**Exercise instructions**.
Your output should be the lines of the entries below, exactly, from the first one through the line that holds "use argon2::password_hash::rand_core::OsRng;".

**Exercise inputs**.
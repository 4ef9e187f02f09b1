//! Argon2id password hashing and verification.
//!
//! Hashes use the PHC string format so algorithm parameters and salt are
//! embedded in the stored value.

use argon2::Argon2;
use argon2::password_hash::rand_core::OsRng;
use argon2::password_hash::{PasswordHash, PasswordHasher, PasswordVerifier, SaltString};

/// Hashes a plaintext password with Argon2id and a random salt.
pub fn hash_password(password: &str) -> Result<String, argon2::password_hash::Error> {
    let salt = SaltString::generate(&mut OsRng);
    let hash = Argon2::default().hash_password(password.as_bytes(), &salt)?;
    Ok(hash.to_string())
}

/// Verifies a plaintext password against a stored PHC-formatted hash.
///
/// Returns `Ok(false)` for a mismatch; other errors indicate a corrupt
/// stored hash.
pub fn verify_password(password: &str, hash: &str) -> Result<bool, argon2::password_hash::Error> {
    let parsed = PasswordHash::new(hash)?;
    match Argon2::default().verify_password(password.as_bytes(), &parsed) {
        Ok(()) => Ok(true),
        Err(argon2::password_hash::Error::Password) => Ok(false),
        Err(e) => Err(e),
    }
}

#[cfg(test)]
mod tests {
    use super::*;

    #[test]
    fn test_hash_and_verify() {
        let hash = hash_password("correct horse battery staple").unwrap();
        assert!(hash.starts_with("$argon2id$"));
        assert!(verify_password("correct horse battery staple", &hash).unwrap());
    }

    #[test]
    fn test_wrong_password_fails() {
        let hash = hash_password("real-password").unwrap();
        assert!(!verify_password("wrong-password", &hash).unwrap());
    }

    #[test]
    fn test_same_password_hashes_differently() {
        let a = hash_password("password123").unwrap();
        let b = hash_password("password123").unwrap();
        assert_ne!(a, b);
    }

    #[test]
    fn test_corrupt_hash_errors() {
        assert!(verify_password("anything", "not-a-phc-string").is_err());
    }
}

**Exercise response**.
repository 4ef9e187f02f09b1
//! Argon2id password hashing and verification.
//!
//! Hashes use the PHC string format so algorithm parameters and salt are
//! embedded in the stored value.

use argon2::Argon2;
use argon2::password_hash::rand_core::OsRng;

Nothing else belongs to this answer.